|
One of PHPs most glaring weaknesses is poor support for various character sets.
As long as a string is ASCII text, no problems occur. However, there is no simple and transparent way,
using the standard PHP string functions, to properly handle multi-byte encodings such as the BIG5 encoding
used for the Chinese language.
This is a problem especially for XML parsers like DOMIT!, since according to the XML specification
they are required to be unicode compliant.
One way of resolving this is using the mb_string extension.
This will in the near future be integrated with DOMIT!,
but the one disadvantage of such an approach is that mb_string must be installed separately from the base
PHP distribution, which may not be possible with some web hosting providers.

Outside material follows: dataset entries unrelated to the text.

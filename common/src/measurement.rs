//! The fixed-shape reading vector and its uplink wire encoding.

use thiserror::Error;

/// Marker for "reading unavailable" in the float fields.
pub const SENTINEL: f32 = -1.0;

/// Size of an encoded reading: 7 × f32 followed by 2 × i16.
pub const WIRE_FRAME_LEN: usize = 32;

#[derive(Debug, Error, PartialEq, Eq)]
pub enum FrameError {
    /// The frame is shorter than the fixed wire layout.
    #[error("frame too short: {0} bytes")]
    TooShort(usize),
}

/// One full set of sensor readings, in wire order.
///
/// The field order is fixed on every cycle: ADC channel 0, the six
/// calibrated spectral intensities, the sensor temperature, and the scaled
/// battery value. Fields that could not be read carry the sentinel.
#[derive(Debug, Copy, Clone, PartialEq)]
pub struct ReadingVector {
    pub adc_ch0: f32,
    pub spectral: [f32; 6],
    pub temperature: f32,
    pub battery_scaled: i16,
}

impl Default for ReadingVector {
    fn default() -> Self {
        Self {
            adc_ch0: SENTINEL,
            spectral: [SENTINEL; 6],
            temperature: SENTINEL,
            battery_scaled: -1,
        }
    }
}

/// A reading encoded into the fixed uplink frame (no header, no CRC).
#[derive(Debug, Copy, Clone, PartialEq, Eq)]
pub struct EncodedReading(pub [u8; WIRE_FRAME_LEN]);

impl ReadingVector {
    /// Encode into the little-endian wire layout.
    ///
    /// Fields 0–6 are packed as 32-bit floats, fields 7–8 as signed 16-bit
    /// integers. The temperature is truncated towards zero, not rounded.
    pub fn encode(&self) -> EncodedReading {
        let mut buf = [0u8; WIRE_FRAME_LEN];
        let mut offset = 0;
        for value in core::iter::once(self.adc_ch0).chain(self.spectral) {
            buf[offset..offset + 4].copy_from_slice(&value.to_le_bytes());
            offset += 4;
        }
        buf[offset..offset + 2].copy_from_slice(&(self.temperature as i16).to_le_bytes());
        buf[offset + 2..offset + 4].copy_from_slice(&self.battery_scaled.to_le_bytes());
        EncodedReading(buf)
    }

    /// Decode a wire frame.
    ///
    /// Frames shorter than [`WIRE_FRAME_LEN`] are rejected; extra trailing
    /// bytes are ignored. The temperature comes back as a whole-degree
    /// float since the wire format only carries the truncated integer.
    pub fn decode(data: &[u8]) -> Result<Self, FrameError> {
        if data.len() < WIRE_FRAME_LEN {
            return Err(FrameError::TooShort(data.len()));
        }

        let f32_at = |offset: usize| {
            f32::from_le_bytes(
                data[offset..offset + 4]
                    .try_into()
                    .expect("frame length checked"),
            )
        };
        let i16_at = |offset: usize| {
            i16::from_le_bytes(
                data[offset..offset + 2]
                    .try_into()
                    .expect("frame length checked"),
            )
        };

        let mut spectral = [0.0f32; 6];
        for (i, slot) in spectral.iter_mut().enumerate() {
            *slot = f32_at(4 + i * 4);
        }

        Ok(Self {
            adc_ch0: f32_at(0),
            spectral,
            temperature: i16_at(28) as f32,
            battery_scaled: i16_at(30),
        })
    }
}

The loadXML_utf8, parseXML_utf8,
and saveXML_utf8 methods were originally intended to get around some of these
problems, but they have not proved to be very effective and are currently not recommended for use.
A partial, though imperfect, solution to multibyte encodings has been introduced as of DOMIT! 0.95.
This is the appendEntityTranslationTable method.
The appendEntityTranslationTable method allows you to encode non-ASCII characters as
XML entities in your xml document, and provide a translation table at parse time to convert these entities into
their equivalent characters. It assumes that the document being loaded has all non-ASCII characters converted into entities.
For example, the following code provides an (abridged) entity translation table for accented French characters:
$xmldoc =& new DOMIT_Document();
$xmldoc->appendEntityTranslationTable(array('é' => 'é'));
$xmldoc->loadXML('francais.xml', true);
When the document is saved using the saveXML method, all characters in the translation table are automatically
converted back into entities.
|